Read through the lines below for the string "ProgressBar" and copy each one that has it.

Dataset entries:

※

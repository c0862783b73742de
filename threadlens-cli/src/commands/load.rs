use std::path::PathBuf;

use anyhow::Context;
use clap::Args;
use indicatif::{ProgressBar, ProgressStyle};
use tracing::info;

#[derive(Args, Debug)]
pub struct LoadArgs {
    /// JSON file containing an array of posts
    pub input: PathBuf,

    /// Path to the database file
    #[arg(long, default_value = "threadlens.db")]
    pub db: PathBuf,

    /// Path to a threadlens.toml config file
    #[arg(long)]
    pub config: Option<PathBuf>,
}

pub async fn run(args: LoadArgs) -> anyhow::Result<()> {
    let bytes = tokio::fs::read(&args.input)
        .await
        .with_context(|| format!("Cannot read dataset: {}", args.input.display()))?;

    info!(bytes = bytes.len(), input = %args.input.display(), "dataset read");
    let engine = super::open_engine(&args.db, args.config.as_deref())?;

    let spinner = ProgressBar::new_spinner();
    spinner.set_style(
        ProgressStyle::with_template("{spinner:.green} {msg}")
            .unwrap_or_else(|_| ProgressStyle::default_spinner()),
    );
    spinner.set_message(format!("loading {}", args.input.display()));
    spinner.enable_steady_tick(std::time::Duration::from_millis(100));

    let result = engine.load_database(&bytes).await;
    spinner.finish_and_clear();

    let loaded = result?;
    let stats = engine.stats().await?;
    println!(
        "Loaded {loaded} posts ({} total, {} authors) into {}",
        stats.total_posts,
        stats.distinct_authors,
        args.db.display()
    );
    Ok(())
}
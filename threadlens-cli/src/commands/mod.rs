pub mod authors;
pub mod export;
pub mod load;
pub mod query;
pub mod stats;
pub mod trends;

use std::path::Path;
use std::sync::Arc;

use anyhow::Context;
use clap::Subcommand;

use threadlens_core::config::ThreadlensConfig;
use threadlens_core::engine::AnalyticsEngine;
use threadlens_core::store::SqliteStore;

#[derive(Subcommand, Debug)]
pub enum Command {
    /// Load a JSON post dataset into the database
    Load(load::LoadArgs),
    /// Run a filtered, sorted, paginated query
    Query(query::QueryArgs),
    /// Per-author leaderboard with trend and tier
    Authors(authors::AuthorsArgs),
    /// Dataset summary and engagement metrics
    Stats(stats::StatsArgs),
    /// Posting activity over time, with a fitted trend line
    Trends(trends::TrendsArgs),
    /// Export the full dataset back out as JSON
    Export(export::ExportArgs),
}

pub async fn run(cmd: Command) -> anyhow::Result<()> {
    match cmd {
        Command::Load(args) => load::run(args).await,
        Command::Query(args) => query::run(args).await,
        Command::Authors(args) => authors::run(args).await,
        Command::Stats(args) => stats::run(args).await,
        Command::Trends(args) => trends::run(args).await,
        Command::Export(args) => export::run(args).await,
    }
}

/// Load config from `--config` if given, else defaults.
pub(crate) fn load_config(path: Option<&Path>) -> anyhow::Result<ThreadlensConfig> {
    match path {
        Some(p) => ThreadlensConfig::load_from(p)
            .with_context(|| format!("Cannot read config: {}", p.display())),
        None => Ok(ThreadlensConfig::default()),
    }
}

/// Open the store at `db` and wrap it in an engine.
pub(crate) fn open_engine(db: &Path, config: Option<&Path>) -> anyhow::Result<AnalyticsEngine> {
    let config = load_config(config)?;
    let store = SqliteStore::open(db)
        .map(Arc::new)
        .with_context(|| format!("Cannot open database: {}", db.display()))?;
    Ok(AnalyticsEngine::new(store, config))
}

※

RESPONSE AREA:
use indicatif::{ProgressBar, ProgressStyle};
    let spinner = ProgressBar::new_spinner();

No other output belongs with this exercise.